**Your task**:
Only a number is required: the count of lines in the material below that contain "IngestOutcome".

**Material for the task**:
**********

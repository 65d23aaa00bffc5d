// Copyright (c) 2023 Huawei Device Co., Ltd.
// Licensed under the Apache License, Version 2.0 (the "License");
// you may not use this file except in compliance with the License.
// You may obtain a copy of the License at
//
//     http://www.apache.org/licenses/LICENSE-2.0
//
// Unless required by applicable law or agreed to in writing, software
// distributed under the License is distributed on an "AS IS" BASIS,
// WITHOUT WARRANTIES OR CONDITIONS OF ANY KIND, either express or implied.
// See the License for the specific language governing permissions and
// limitations under the License.

//! The stream multiplexer core.
//!
//! A module that routes inbound frames of one HTTP/2 connection to child
//! streams and collects their outbound writes back onto the connection.
//!
//! -[`StreamMultiplexer`] is the loop-serialized state machine combining the
//! inbound router, the outbound collector, the lifecycle coordinator and
//! the stream factory.
//! -[`IngestOutcome`] distinguishes routed frames from connection-level
//! frames that pass through the multiplexer untouched.

use std::collections::VecDeque;
use std::mem;

use h2_frame::{ErrorCode, Frame, FrameFlags, Payload, RstStream, StreamId};
use tracing::{debug, trace, warn};

use crate::allocator::{is_peer_initiated, StreamIdAllocator};
use crate::completion::Completion;
use crate::config::{MuxConfig, MuxMode};
use crate::error::MuxError;
use crate::events::StreamEvent;
use crate::handler::{InitState, StreamContext, StreamHandler, StreamInitializer};
use crate::streams::{PendingFrame, StreamKey, StreamPhase, StreamRole, Streams};
use crate::window::RecvWindow;

/// What `ingest` did with a frame.
pub enum IngestOutcome {
    /// The frame was routed to (or opened) a child stream.
    Routed,
    /// A connection-level or PRIORITY frame; forward it to the next inbound
    /// stage unchanged.
    Passthrough(Frame),
}

enum Task {
    Teardown(StreamKey),
}

enum FlushGate {
    Skip,
    NeedsId,
    Ready,
}

enum CloseAction {
    EmitRst(StreamId),
    AwaitEvent,
    CloseNow,
}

**********

**Solution to the exercise**:
2